I've also had good success with compressed air under the edge while twisting and pulling.


----------



## New Mexico Brant (Jun 26, 2022)

HEMI426 said:


> Thanks Brant, I didn't try that. Does that expand the rubber and not the bar?



Not sure what expansion occurs, the rubber will soften and and it seems to work on any rust action under the grips.  Usually I am working off much older grips than yours.  Always seems to do the trick; I have only lost a few patients due to breakage or cracking.  Sometimes with older teens-30's grips you then have to use the John Deere tire juice after they dry out if a white chalky look appears.


----------



## HEMI426 (Jun 26, 2022)

I got the butter knife in there pretty far and it stretched, it didn't rip which made me think it would just twist off, I even wiggled it around the bar while in there. After all these tries I finally said out loud f#@k this and cut them off.


----------



## TRM (Jun 26, 2022)

HEMI426 said:


> I got the butter knife in there pretty far and it stretched, it didn't rip which made me think it would just twist off, I even wiggled it around the bar while in there. After all these tries I finally said out loud f#@k this and cut them off.

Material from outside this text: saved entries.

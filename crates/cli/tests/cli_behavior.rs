use std::collections::HashSet;
use std::path::{Path, PathBuf};
use std::sync::atomic::{AtomicBool, AtomicUsize, Ordering};
use std::sync::{Arc, Mutex};
use std::time::Duration;

use axum::extract::{Path as UrlPath, State};
use axum::http::StatusCode;
use axum::response::{IntoResponse, Response};
use axum::routing::{delete, get, post};
use axum::{Json, Router};
use serde_json::{Value, json};
use tempfile::TempDir;
use tokio::process::Command;

#[derive(Default)]
struct Server {
	next_id: AtomicUsize,
	sessions: Mutex<HashSet<String>>,
	authenticated: AtomicBool,
}

type Shared = Arc<Server>;

impl Server {
	fn knows(&self, id: &str) -> bool {
		self.sessions.lock().unwrap().contains(id)
	}
}

fn not_found() -> Response {
	(StatusCode::NOT_FOUND, Json(json!({ "detail": "Session not found" }))).into_response()
}

async fn create(State(s): State<Shared>) -> Response {
	let id = format!("srv-{}", s.next_id.fetch_add(1, Ordering::SeqCst) + 1);
	s.sessions.lock().unwrap().insert(id.clone());
	Json(json!({ "session_id": id, "status": "created" })).into_response()
}

async fn remove(State(s): State<Shared>, UrlPath(id): UrlPath<String>) -> Response {
	if !s.sessions.lock().unwrap().remove(&id) {
		return not_found();
	}
	Json(json!({ "session_id": id, "status": "deleted" })).into_response()
}

async fn status(State(s): State<Shared>, UrlPath(id): UrlPath<String>) -> Response {
	if !s.knows(&id) {
		return not_found();
	}
	Json(json!({ "session_id": id, "authenticated": s.authenticated.load(Ordering::SeqCst) })).into_response()
}

async fn auth_url(State(s): State<Shared>, UrlPath(id): UrlPath<String>) -> Response {
	if !s.knows(&id) {
		return not_found();
	}
	Json(json!({ "session_id": id, "auth_url": "https://auth.example/link" })).into_response()
}

async fn chat(State(s): State<Shared>, UrlPath(id): UrlPath<String>, Json(body): Json<Value>) -> Response {
	if !s.knows(&id) {
		return not_found();
	}
	if !s.authenticated.load(Ordering::SeqCst) {
		return (StatusCode::UNAUTHORIZED, Json(json!({ "detail": "Session not authenticated" }))).into_response();
	}
	let message = body["message"].as_str().unwrap_or_default();
	Json(json!({ "session_id": id, "response": format!("echo: {message}"), "tools_used": ["fetch_net_worth"] })).into_response()
}

async fn dashboard(State(s): State<Shared>, UrlPath(id): UrlPath<String>) -> Response {
	if !s.knows(&id) {
		return not_found();
	}
	if !s.authenticated.load(Ordering::SeqCst) {
		return (StatusCode::LOCKED, Json(json!({ "detail": "Authentication required" }))).into_response();
	}
	Json(json!({ "net_worth": { "total": 1_250_000 } })).into_response()
}

async fn health() -> Response {
	Json(json!({ "status": "healthy" })).into_response()
}

async fn spawn_server() -> (String, Shared) {
	let state: Shared = Arc::default();
	let app = Router::new()
		.route("/session/create", post(create))
		.route("/session/{id}", delete(remove))
		.route("/session/{id}/status", get(status))
		.route("/session/{id}/auth-url", get(auth_url))
		.route("/session/{id}/chat", post(chat))
		.route("/session/{id}/dashboard", get(dashboard))
		.route("/health", get(health))
		.with_state(Arc::clone(&state));

	let listener = tokio::net::TcpListener::bind("127.0.0.1:0").await.unwrap();
	let addr = listener.local_addr().unwrap();
	tokio::spawn(async move {
		axum::serve(listener, app).await.unwrap();
	});
	(format!("http://{addr}"), state)
}

struct Run {
	code: Option<i32>,
	json: Value,
}

fn session_file(home: &Path) -> PathBuf {
	home.join("state").join("session.json")
}

/// Points the session file and history at `home` so runs never touch the
/// platform config directory.
fn write_config(home: &Path) -> PathBuf {
	let path = home.join("config.json");
	let config = json!({
		"sessionFile": session_file(home),
		"historyDir": home.join("state").join("history"),
	});
	std::fs::write(&path, config.to_string()).unwrap();
	path
}

async fn fi(home: &Path, api_url: &str, args: &[&str]) -> Run {
	let config = write_config(home);
	let output = Command::new(env!("CARGO_BIN_EXE_fi"))
		.arg("--config")
		.arg(&config)
		.args(["--format", "json", "--surface", "print", "--api-url", api_url])
		.args(args)
		.env("XDG_CONFIG_HOME", home)
		.env("HOME", home)
		.env_remove("FI_API_URL")
		.env_remove("FI_POLL_INTERVAL_MS")
		.env_remove("FI_AUTH_TIMEOUT_SECS")
		.env_remove("RUST_LOG")
		.output()
		.await
		.unwrap();
	let json = serde_json::from_slice(&output.stdout).unwrap_or_else(|err| {
		panic!(
			"stdout is not JSON ({err}):\n{}\nstderr:\n{}",
			String::from_utf8_lossy(&output.stdout),
			String::from_utf8_lossy(&output.stderr)
		)
	});
	Run { code: output.status.code(), json }
}

#[tokio::test(flavor = "multi_thread")]
async fn health_reports_backend_status() {
	let (url, _state) = spawn_server().await;
	let home = TempDir::new().unwrap();

	let run = fi(home.path(), &url, &["health"]).await;
	assert_eq!(run.code, Some(0));
	assert_eq!(run.json["ok"], true);
	assert_eq!(run.json["command"], "health");
	assert_eq!(run.json["data"]["status"], "healthy");
}

#[tokio::test(flavor = "multi_thread")]
async fn unreachable_backend_is_reported() {
	let home = TempDir::new().unwrap();

	let run = fi(home.path(), "http://127.0.0.1:1", &["health"]).await;
	assert_eq!(run.code, Some(1));
	assert_eq!(run.json["ok"], false);
	assert_eq!(run.json["error"]["code"], "BACKEND_UNREACHABLE");
}

#[tokio::test(flavor = "multi_thread")]
async fn invalid_api_url_is_rejected_before_any_request() {
	let home = TempDir::new().unwrap();

	let run = fi(home.path(), "ftp://example.com", &["session", "status"]).await;
	assert_eq!(run.code, Some(1));
	assert_eq!(run.json["error"]["code"], "INVALID_INPUT");
	assert!(!session_file(home.path()).exists());
}

#[tokio::test(flavor = "multi_thread")]
async fn session_is_created_then_restored() {
	let (url, state) = spawn_server().await;
	let home = TempDir::new().unwrap();

	let first = fi(home.path(), &url, &["session", "status"]).await;
	assert_eq!(first.code, Some(0));
	assert_eq!(first.json["data"]["sessionId"], "srv-1");
	assert_eq!(first.json["data"]["origin"], "created");
	assert_eq!(first.json["data"]["authenticated"], false);
	assert!(session_file(home.path()).exists());

	let second = fi(home.path(), &url, &["session", "status"]).await;
	assert_eq!(second.json["data"]["sessionId"], "srv-1");
	assert_eq!(second.json["data"]["origin"], "restored");

	state.sessions.lock().unwrap().clear();
	let third = fi(home.path(), &url, &["session", "status"]).await;
	assert_eq!(third.json["data"]["sessionId"], "srv-2");
	assert_eq!(third.json["data"]["origin"], "replaced");
	assert_eq!(third.json["data"]["previous"], "srv-1");
}

#[tokio::test(flavor = "multi_thread")]
async fn session_new_and_clear_release_the_old_session() {
	let (url, state) = spawn_server().await;
	let home = TempDir::new().unwrap();
	let stored = session_file(home.path());

	fi(home.path(), &url, &["session", "status"]).await;
	let renewed = fi(home.path(), &url, &["session", "new"]).await;
	assert_eq!(renewed.json["data"]["sessionId"], "srv-2");
	assert_eq!(renewed.json["data"]["previous"], "srv-1");
	assert!(!state.knows("srv-1"));

	let cleared = fi(home.path(), &url, &["session", "clear"]).await;
	assert_eq!(cleared.code, Some(0));
	assert_eq!(cleared.json["data"]["cleared"], "srv-2");
	assert!(!stored.exists());
	assert!(!state.knows("srv-2"));
}

#[tokio::test(flavor = "multi_thread")]
async fn chat_without_waiting_returns_the_link() {
	let (url, _state) = spawn_server().await;
	let home = TempDir::new().unwrap();

	let run = fi(home.path(), &url, &["chat", "what is my net worth?", "--no-wait"]).await;
	assert_eq!(run.code, Some(0));
	assert_eq!(run.json["data"]["status"], "awaiting_auth");
	assert_eq!(run.json["data"]["operation"], "chat");
	assert_eq!(run.json["data"]["authUrl"], "https://auth.example/link");
}

#[tokio::test(flavor = "multi_thread")]
async fn chat_is_replayed_after_authentication_and_recorded() {
	let (url, state) = spawn_server().await;
	let home = TempDir::new().unwrap();

	let flip = Arc::clone(&state);
	tokio::spawn(async move {
		tokio::time::sleep(Duration::from_millis(500)).await;
		flip.authenticated.store(true, Ordering::SeqCst);
	});

	let run = fi(home.path(), &url, &["--poll-interval-ms", "50", "chat", "hello"]).await;
	assert_eq!(run.code, Some(0), "{}", run.json);
	assert_eq!(run.json["data"]["response"], "echo: hello");
	assert_eq!(run.json["data"]["replayed"], true);
	assert_eq!(run.json["data"]["toolsUsed"][0], "fetch_net_worth");

	let history = fi(home.path(), &url, &["history"]).await;
	let entries = history.json["data"]["entries"].as_array().unwrap();
	assert_eq!(entries.len(), 2);
	assert_eq!(entries[0]["role"], "user");
	assert_eq!(entries[0]["content"], "hello");
	assert_eq!(entries[1]["role"], "assistant");
}

#[tokio::test(flavor = "multi_thread")]
async fn dashboard_runs_directly_once_linked() {
	let (url, state) = spawn_server().await;
	let home = TempDir::new().unwrap();
	state.authenticated.store(true, Ordering::SeqCst);

	let run = fi(home.path(), &url, &["dashboard"]).await;
	assert_eq!(run.code, Some(0));
	assert_eq!(run.json["data"]["operation"], "dashboard");
	assert_eq!(run.json["data"]["replayed"], false);
	assert_eq!(run.json["data"]["body"]["net_worth"]["total"], 1_250_000);
}

#[tokio::test(flavor = "multi_thread")]
async fn login_gives_up_at_the_deadline() {
	let (url, _state) = spawn_server().await;
	let home = TempDir::new().unwrap();

	let run = fi(home.path(), &url, &["--auth-timeout-secs", "1", "--poll-interval-ms", "100", "auth", "login"]).await;
	assert_eq!(run.code, Some(1));
	assert_eq!(run.json["ok"], false);
	assert_eq!(run.json["error"]["code"], "AUTH_TIMEOUT");
	assert!(run.json["error"]["details"]["waitedSecs"].is_u64());
}

#[tokio::test(flavor = "multi_thread")]
async fn history_without_a_session_fails() {
	let (url, _state) = spawn_server().await;
	let home = TempDir::new().unwrap();

	let run = fi(home.path(), &url, &["history"]).await;
	assert_eq!(run.code, Some(1));
	assert_eq!(run.json["error"]["code"], "NO_SESSION");
}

If you got that far with a butter knife, you probably could have stuck the tip of an air nozzle under the edge and twisted them right off.


----------



## HEMI426 (Jun 26, 2022)

When I got the grips off the chrome was nice. The grip was a real soft stretchy rubber.  They probably had to be stretched to go on in the first place.. They are dead and buried now.


----------



## GTs58 (Jun 26, 2022)

Those grips look like fairly recent repops and the material looks different (weird) to me. And what color Schwinn were those supposed to match? Must be off a ChinSchwinn so no great loss.  😜


----------



## HEMI426 (Jun 26, 2022)

GTs58 you're right it is a repop Stingray in green.


----------



## GTs58 (Jun 26, 2022)

HEMI426 said:


> GTs58 you're right it is a repop Stigray in green.
> 
> View attachment 1652449
> 
> View attachment 1652450




Ahhh, and pisspoor color match to boot.


----------



## dave429 (Jun 26, 2022)

I use an air compressor. Put a spray nozzle in one end of the grip and hold my thumb over the opposite grip. Blows them right off. Then switch sides and put thumb over open bar end and put nozzle at the end of the other grip and it will pop right off. Sometimes you have to give it a little twist. I use the pictured air gun tool with the rubber nozzle attached.


----------



## coasterbrakejunkie1969 (Jun 26, 2022)

HEMI426 said:


> GTs58 you're right it is a repop Stigray in green.
> 
> View attachment 1652449
> 
> View attachment 1652450



Those rubber repop grips are impossible to remove without cutting.


----------



## Lonestar (Jun 26, 2022)

coasterbrakejunkie1969 said:


> I use the skinniest slotted screw driver I have and work it in with a tiny bit of wd40 . Sometimes you need to get it way down in there. (That's what she said).  I have often thought an artists flat flexible paint mixing knife might work.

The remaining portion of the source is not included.